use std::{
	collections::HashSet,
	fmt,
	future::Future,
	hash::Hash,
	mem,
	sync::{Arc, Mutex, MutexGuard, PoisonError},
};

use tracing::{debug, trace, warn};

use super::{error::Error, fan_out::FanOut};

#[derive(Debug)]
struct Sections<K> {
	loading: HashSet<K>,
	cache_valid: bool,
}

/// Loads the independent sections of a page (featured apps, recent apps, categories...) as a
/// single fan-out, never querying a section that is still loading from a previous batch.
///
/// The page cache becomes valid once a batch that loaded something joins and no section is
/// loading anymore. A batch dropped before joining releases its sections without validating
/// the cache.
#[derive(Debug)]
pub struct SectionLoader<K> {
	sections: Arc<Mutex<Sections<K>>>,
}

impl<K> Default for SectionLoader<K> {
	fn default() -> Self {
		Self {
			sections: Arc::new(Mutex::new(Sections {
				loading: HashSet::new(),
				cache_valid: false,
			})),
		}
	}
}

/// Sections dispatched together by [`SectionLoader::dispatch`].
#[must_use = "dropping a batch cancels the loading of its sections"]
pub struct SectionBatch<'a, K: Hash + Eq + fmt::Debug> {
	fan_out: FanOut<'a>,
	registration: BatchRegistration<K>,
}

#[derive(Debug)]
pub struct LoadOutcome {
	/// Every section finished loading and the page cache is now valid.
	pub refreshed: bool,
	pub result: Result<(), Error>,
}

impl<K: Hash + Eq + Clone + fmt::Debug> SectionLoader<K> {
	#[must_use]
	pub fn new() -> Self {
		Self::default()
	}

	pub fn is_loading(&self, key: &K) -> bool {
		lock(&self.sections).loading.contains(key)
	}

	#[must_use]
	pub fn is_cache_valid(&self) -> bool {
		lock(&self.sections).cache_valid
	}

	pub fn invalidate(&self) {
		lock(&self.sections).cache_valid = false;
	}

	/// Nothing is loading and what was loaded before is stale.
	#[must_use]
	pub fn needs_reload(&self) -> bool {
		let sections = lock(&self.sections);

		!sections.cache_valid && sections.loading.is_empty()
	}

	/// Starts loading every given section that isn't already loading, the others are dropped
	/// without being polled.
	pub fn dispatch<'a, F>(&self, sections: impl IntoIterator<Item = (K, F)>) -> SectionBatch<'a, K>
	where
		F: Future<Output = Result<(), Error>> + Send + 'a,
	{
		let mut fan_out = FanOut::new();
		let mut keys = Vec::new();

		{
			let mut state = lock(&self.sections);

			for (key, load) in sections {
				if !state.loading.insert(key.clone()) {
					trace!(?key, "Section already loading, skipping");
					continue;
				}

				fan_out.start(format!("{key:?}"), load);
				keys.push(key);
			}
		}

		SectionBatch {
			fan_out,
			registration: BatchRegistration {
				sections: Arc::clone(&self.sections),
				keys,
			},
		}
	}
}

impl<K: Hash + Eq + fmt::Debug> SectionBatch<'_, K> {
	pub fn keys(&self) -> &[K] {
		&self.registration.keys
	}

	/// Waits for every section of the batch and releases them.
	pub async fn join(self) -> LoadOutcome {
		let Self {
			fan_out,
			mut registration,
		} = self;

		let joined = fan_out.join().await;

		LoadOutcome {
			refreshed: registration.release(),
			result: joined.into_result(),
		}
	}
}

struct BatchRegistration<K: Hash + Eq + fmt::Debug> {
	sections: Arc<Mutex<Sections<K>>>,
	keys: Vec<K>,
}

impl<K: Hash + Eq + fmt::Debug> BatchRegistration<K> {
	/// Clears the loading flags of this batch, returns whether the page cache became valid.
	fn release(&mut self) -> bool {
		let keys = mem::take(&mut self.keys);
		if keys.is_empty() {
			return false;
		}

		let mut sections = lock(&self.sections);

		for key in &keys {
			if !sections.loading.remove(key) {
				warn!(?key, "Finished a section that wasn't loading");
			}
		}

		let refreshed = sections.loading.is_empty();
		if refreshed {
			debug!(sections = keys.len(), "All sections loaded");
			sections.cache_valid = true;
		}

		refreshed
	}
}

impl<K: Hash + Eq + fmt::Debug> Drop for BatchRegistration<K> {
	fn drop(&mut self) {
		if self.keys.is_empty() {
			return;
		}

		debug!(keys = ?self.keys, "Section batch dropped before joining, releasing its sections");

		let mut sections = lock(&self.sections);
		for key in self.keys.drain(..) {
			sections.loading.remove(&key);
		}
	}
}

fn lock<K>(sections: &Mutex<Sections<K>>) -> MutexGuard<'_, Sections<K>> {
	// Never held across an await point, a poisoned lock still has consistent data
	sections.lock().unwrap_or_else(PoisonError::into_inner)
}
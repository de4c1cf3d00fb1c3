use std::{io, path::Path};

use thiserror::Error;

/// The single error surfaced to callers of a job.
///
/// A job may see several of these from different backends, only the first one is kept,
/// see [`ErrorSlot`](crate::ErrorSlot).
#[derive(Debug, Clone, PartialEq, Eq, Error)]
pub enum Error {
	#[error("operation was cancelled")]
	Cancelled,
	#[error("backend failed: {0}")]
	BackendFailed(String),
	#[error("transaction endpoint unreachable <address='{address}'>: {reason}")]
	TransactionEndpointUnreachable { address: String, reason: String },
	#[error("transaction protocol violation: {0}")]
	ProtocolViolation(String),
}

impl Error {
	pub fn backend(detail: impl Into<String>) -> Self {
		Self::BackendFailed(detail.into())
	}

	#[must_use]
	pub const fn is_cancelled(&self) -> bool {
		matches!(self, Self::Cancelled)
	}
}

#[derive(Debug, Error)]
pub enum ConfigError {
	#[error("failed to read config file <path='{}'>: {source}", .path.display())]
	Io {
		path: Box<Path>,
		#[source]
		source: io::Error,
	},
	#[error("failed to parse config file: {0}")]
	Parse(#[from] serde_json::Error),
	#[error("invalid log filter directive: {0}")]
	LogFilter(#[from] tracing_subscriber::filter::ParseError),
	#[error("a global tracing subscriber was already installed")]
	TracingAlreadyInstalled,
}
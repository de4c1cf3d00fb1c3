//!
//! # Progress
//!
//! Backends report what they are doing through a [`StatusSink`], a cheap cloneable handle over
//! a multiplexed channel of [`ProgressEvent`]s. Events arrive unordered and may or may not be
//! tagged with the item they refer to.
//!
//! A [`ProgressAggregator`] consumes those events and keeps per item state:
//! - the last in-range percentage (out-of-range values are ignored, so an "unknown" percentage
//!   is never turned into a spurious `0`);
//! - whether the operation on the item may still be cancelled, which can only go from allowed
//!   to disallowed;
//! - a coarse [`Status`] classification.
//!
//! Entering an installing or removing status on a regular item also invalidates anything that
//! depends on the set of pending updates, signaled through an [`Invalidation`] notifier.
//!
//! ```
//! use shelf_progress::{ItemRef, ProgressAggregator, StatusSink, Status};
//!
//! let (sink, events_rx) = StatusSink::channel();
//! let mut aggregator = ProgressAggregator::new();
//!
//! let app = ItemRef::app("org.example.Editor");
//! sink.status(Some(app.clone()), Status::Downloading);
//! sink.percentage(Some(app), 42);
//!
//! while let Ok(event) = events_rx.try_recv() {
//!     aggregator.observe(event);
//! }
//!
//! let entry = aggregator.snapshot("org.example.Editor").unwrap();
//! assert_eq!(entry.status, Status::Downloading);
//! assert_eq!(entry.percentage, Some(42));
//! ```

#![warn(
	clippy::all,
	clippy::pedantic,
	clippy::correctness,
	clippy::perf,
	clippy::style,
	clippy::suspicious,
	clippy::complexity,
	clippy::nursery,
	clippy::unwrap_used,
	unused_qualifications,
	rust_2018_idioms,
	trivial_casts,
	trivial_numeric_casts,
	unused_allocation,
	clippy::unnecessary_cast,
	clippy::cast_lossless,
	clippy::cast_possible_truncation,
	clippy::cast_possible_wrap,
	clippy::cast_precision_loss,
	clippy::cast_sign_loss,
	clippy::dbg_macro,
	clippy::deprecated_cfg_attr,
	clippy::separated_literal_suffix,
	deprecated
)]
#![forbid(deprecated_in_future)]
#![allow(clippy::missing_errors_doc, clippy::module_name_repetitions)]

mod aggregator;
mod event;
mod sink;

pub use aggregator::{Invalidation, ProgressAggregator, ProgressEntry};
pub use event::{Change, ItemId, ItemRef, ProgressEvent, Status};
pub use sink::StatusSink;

============

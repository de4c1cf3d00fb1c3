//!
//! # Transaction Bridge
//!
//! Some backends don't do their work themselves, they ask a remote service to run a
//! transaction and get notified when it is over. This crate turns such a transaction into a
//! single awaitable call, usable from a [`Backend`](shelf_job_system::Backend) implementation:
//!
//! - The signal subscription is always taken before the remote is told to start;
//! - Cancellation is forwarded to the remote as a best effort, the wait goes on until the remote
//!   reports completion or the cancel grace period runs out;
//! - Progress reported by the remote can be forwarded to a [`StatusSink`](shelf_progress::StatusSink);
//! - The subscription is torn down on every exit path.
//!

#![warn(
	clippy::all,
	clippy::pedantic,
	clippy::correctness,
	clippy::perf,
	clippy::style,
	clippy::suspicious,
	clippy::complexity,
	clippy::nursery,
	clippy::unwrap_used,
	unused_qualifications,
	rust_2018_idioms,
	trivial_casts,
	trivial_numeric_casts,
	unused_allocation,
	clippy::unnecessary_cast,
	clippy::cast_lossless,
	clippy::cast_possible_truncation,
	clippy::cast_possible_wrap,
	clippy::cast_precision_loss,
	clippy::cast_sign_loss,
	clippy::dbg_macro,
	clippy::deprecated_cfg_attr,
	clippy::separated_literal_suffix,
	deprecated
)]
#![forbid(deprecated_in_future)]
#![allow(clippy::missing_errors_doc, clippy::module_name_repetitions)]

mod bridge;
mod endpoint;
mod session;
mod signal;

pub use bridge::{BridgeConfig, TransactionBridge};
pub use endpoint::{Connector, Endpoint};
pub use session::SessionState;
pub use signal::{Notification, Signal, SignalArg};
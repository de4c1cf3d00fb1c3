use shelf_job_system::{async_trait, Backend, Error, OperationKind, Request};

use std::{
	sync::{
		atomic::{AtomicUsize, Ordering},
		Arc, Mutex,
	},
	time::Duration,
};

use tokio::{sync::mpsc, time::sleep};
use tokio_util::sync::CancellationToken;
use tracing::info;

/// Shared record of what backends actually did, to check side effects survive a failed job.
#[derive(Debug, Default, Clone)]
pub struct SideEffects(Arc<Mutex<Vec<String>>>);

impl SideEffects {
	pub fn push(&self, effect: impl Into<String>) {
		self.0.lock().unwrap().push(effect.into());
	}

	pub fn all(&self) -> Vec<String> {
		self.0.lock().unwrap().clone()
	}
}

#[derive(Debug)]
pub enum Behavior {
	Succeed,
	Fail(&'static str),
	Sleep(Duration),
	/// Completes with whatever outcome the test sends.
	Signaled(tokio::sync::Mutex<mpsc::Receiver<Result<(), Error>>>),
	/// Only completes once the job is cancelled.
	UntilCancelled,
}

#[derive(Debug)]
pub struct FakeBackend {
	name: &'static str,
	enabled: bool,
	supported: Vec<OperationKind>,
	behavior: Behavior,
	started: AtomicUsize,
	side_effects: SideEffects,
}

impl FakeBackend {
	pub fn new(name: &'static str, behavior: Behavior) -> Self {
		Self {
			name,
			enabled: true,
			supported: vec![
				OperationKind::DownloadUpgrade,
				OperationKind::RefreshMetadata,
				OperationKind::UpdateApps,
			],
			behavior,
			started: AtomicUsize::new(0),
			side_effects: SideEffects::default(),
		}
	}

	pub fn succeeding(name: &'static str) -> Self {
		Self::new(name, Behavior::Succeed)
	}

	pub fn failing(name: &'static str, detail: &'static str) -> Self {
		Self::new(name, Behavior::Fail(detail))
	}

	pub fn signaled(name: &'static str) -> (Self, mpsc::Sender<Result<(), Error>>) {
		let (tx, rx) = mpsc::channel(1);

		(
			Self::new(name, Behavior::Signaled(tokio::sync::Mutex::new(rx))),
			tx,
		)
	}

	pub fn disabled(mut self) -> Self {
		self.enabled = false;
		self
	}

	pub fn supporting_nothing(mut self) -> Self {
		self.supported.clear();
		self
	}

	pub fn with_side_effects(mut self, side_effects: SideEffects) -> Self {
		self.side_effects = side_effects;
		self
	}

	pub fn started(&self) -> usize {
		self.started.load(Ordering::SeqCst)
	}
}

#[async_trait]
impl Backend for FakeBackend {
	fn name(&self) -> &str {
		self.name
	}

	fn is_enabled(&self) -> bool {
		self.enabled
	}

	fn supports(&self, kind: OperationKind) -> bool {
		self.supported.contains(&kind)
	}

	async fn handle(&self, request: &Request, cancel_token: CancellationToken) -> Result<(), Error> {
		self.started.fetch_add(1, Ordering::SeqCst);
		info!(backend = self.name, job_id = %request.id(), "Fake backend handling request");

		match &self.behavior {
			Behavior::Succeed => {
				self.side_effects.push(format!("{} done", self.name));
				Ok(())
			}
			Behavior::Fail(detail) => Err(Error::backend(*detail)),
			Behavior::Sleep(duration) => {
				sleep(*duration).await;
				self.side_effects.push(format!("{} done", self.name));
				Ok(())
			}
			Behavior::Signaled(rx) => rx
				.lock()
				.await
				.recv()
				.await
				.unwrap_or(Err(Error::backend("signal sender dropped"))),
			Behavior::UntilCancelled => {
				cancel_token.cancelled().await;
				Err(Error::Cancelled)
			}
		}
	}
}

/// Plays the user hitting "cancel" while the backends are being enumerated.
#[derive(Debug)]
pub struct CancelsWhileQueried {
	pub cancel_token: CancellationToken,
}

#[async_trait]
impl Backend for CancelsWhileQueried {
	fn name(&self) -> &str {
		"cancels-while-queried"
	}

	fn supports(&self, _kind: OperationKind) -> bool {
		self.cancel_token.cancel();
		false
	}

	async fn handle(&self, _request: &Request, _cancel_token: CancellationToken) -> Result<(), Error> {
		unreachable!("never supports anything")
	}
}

============

EXERCISE DETAILS: Within the records above, determine how many lines contain the word "releases". Respond with that number and no other text.

RESPONSE TO THE EXERCISE: 2